那这些数据背后,普通人该怎么理解?我觉得有三点。

第一,AI工具已经过了”新鲜期”,进入”普及期”。

它不再是少数极客的玩具,而是越来越多人工作的一部分。从数据看,用户规模在以每年翻倍的速度增长。你要是不会用AI,可能会在职场竞争中吃亏。这不是危言耸听,而是正在发生的事实。

第二,使用率高不等于使用深度深。

93%的职场人在用AI,但多少人真正把AI嵌入工作流程了?多少人用AI做出了以前做不到的事?这个比例应该不高。

大多数人还在浅层使用阶段。这里面有机会——谁能把AI用深、用透,谁就能拉开差距。就像当年会用Excel的人比不会用的人效率高,会用AI的人也会比不会用的人效率高。但这个差距会比Excel更大,因为AI的能力边界比Excel大得多。
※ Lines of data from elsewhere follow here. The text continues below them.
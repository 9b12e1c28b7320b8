use glam::{Quat, Vec3};
use hecs::{Entity, World};

use crate::components::{Collider, CollisionLayer, LocalTransform, Static};
use crate::locomotion::{GroundQuery, RayHit};

/// A static collider frozen in world space.
#[derive(Debug, Clone, Copy)]
pub struct StaticShape {
    pub entity: Entity,
    pub collider: Collider,
    pub position: Vec3,
    pub rotation: Quat,
    pub layer: u32,
}

/// Snapshot of every static collider, collected once per tick so locomotion
/// can query the world while the ECS is borrowed mutably.
#[derive(Debug, Clone, Default)]
pub struct StaticGeometry {
    shapes: Vec<StaticShape>,
}

impl StaticGeometry {
    pub fn collect(world: &World) -> Self {
        let shapes = world
            .query::<(&Static, &Collider, &LocalTransform, Option<&CollisionLayer>)>()
            .iter()
            .map(|(entity, (_, collider, local, layer))| StaticShape {
                entity,
                collider: *collider,
                position: local.position,
                rotation: local.rotation,
                layer: layer.copied().unwrap_or(CollisionLayer::DEFAULT).0,
            })
            .collect();
        Self { shapes }
    }

    pub fn shapes(&self) -> &[StaticShape] {
        &self.shapes
    }

    pub fn len(&self) -> usize {
        self.shapes.len()
    }

    pub fn is_empty(&self) -> bool {
        self.shapes.is_empty()
    }
}

impl GroundQuery for StaticGeometry {
    fn raycast(&self, origin: Vec3, direction: Vec3, max_distance: f32, layer_mask: u32) -> Option<RayHit> {
        let dir = direction.try_normalize()?;
        let mut best: Option<RayHit> = None;

        for shape in self.shapes.iter().filter(|s| s.layer & layer_mask != 0) {
            let hit = match shape.collider {
                Collider::Sphere { radius } => ray_sphere_intersection(origin, dir, shape.position, radius)
                    .map(|t| (t, (origin + dir * t - shape.position).normalize_or_zero())),
                Collider::Plane { normal, offset } => ray_plane_intersection(origin, dir, normal, offset),
                Collider::Box { half_extents } => {
                    ray_obb_intersection(origin, dir, shape.position, shape.rotation, half_extents)
                }
            };

            if let Some((t, normal)) = hit {
                if t >= 0.0 && t <= max_distance {
                    let is_closer = best.as_ref().map_or(true, |b| t < b.distance);
                    if is_closer {
                        best = Some(RayHit {
                            normal,
                            point: origin + dir * t,
                            distance: t,
                        });
                    }
                }
            }
        }

        best
    }
}

fn ray_sphere_intersection(origin: Vec3, dir: Vec3, center: Vec3, radius: f32) -> Option<f32> {
    let oc = origin - center;
    let a = dir.dot(dir);
    let b = 2.0 * oc.dot(dir);
    let c = oc.dot(oc) - radius * radius;
    let discriminant = b * b - 4.0 * a * c;

    if discriminant < 0.0 {
        return None;
    }

    let sqrt_d = discriminant.sqrt();
    let t1 = (-b - sqrt_d) / (2.0 * a);
    let t2 = (-b + sqrt_d) / (2.0 * a);

    if t1 > 0.0 {
        Some(t1)
    } else if t2 > 0.0 {
        Some(t2)
    } else {
        None
    }
}

fn ray_plane_intersection(origin: Vec3, dir: Vec3, normal: Vec3, offset: f32) -> Option<(f32, Vec3)> {
    let denom = normal.dot(dir);
    if denom.abs() < 1e-6 {
        return None;
    }
    let t = (offset - normal.dot(origin)) / denom;
    (t >= 0.0).then_some((t, normal))
}

/// Slab test in the box's local frame. The normal is the face whose slab
/// the hit point sits deepest against.
fn ray_obb_intersection(origin: Vec3, dir: Vec3, center: Vec3, rotation: Quat, half: Vec3) -> Option<(f32, Vec3)> {
    let inverse = rotation.inverse();
    let local_origin = inverse * (origin - center);
    let local_dir = inverse * dir;

    let t = ray_aabb_intersection(local_origin, local_dir, half)?;
    let local_point = local_origin + local_dir * t;
    let scaled = local_point / half;
    let abs = scaled.abs();
    let local_normal = if abs.x >= abs.y && abs.x >= abs.z {
        Vec3::X * scaled.x.signum()
    } else if abs.y >= abs.z {
        Vec3::Y * scaled.y.signum()
    } else {
        Vec3::Z * scaled.z.signum()
    };
    Some((t, rotation * local_normal))
}

fn ray_aabb_intersection(origin: Vec3, dir: Vec3, half: Vec3) -> Option<f32> {
    let min = -half;
    let max = half;
    let inv_dir = Vec3::new(1.0 / dir.x, 1.0 / dir.y, 1.0 / dir.z);

    let t1 = (min.x - origin.x) * inv_dir.x;
    let t2 = (max.x - origin.x) * inv_dir.x;
    let t3 = (min.y - origin.y) * inv_dir.y;
    let t4 = (max.y - origin.y) * inv_dir.y;
    let t5 = (min.z - origin.z) * inv_dir.z;
    let t6 = (max.z - origin.z) * inv_dir.z;

    let tmin = t1.min(t2).max(t3.min(t4)).max(t5.min(t6));
    let tmax = t1.max(t2).min(t3.max(t4)).min(t5.max(t6));

    if tmax < 0.0 || tmin > tmax {
        return None;
    }
    // Ray starts inside the box: report the exit.
    Some(if tmin < 0.0 { tmax } else { tmin })
}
第三,AI的价值不只是省时间,更是做以前做不到的事。

很多人用AI的方式是:原来自己做这件事要一小时,现在用AI半小时搞定,省了半小时。这是”替代”思维。

但AI真正的价值是:原来这件事你根本做不了,现在用AI能做了。比如你不会画画,但用AI能做出不错的设计;你不会编程,但用AI能写出能用的代码;你不会数据分析,但用AI能做出专业的分析报告。这是”赋能”思维。

AI不只是让你更快,更让你更强。

总结一下今天聊的。

AI工具的最大约束是信任——你不敢完全相信它的输出。

最长期优势是效率——时间节省、成本下降、能力增强。

最关键选择是从”会用”到”用出价值”——不是用不用的问题,而是用得深不深的问题。

现在用户规模已达数亿,中国职场应用率超过九成,但使用深度还有很大提升空间。

对普通人来说,AI工具已经普及,关键是怎么用它来提升自己。不要只把AI当工具,要把AI当能力来培养。谁能把AI用深、用透,谁就能在未来的竞争中占得先机。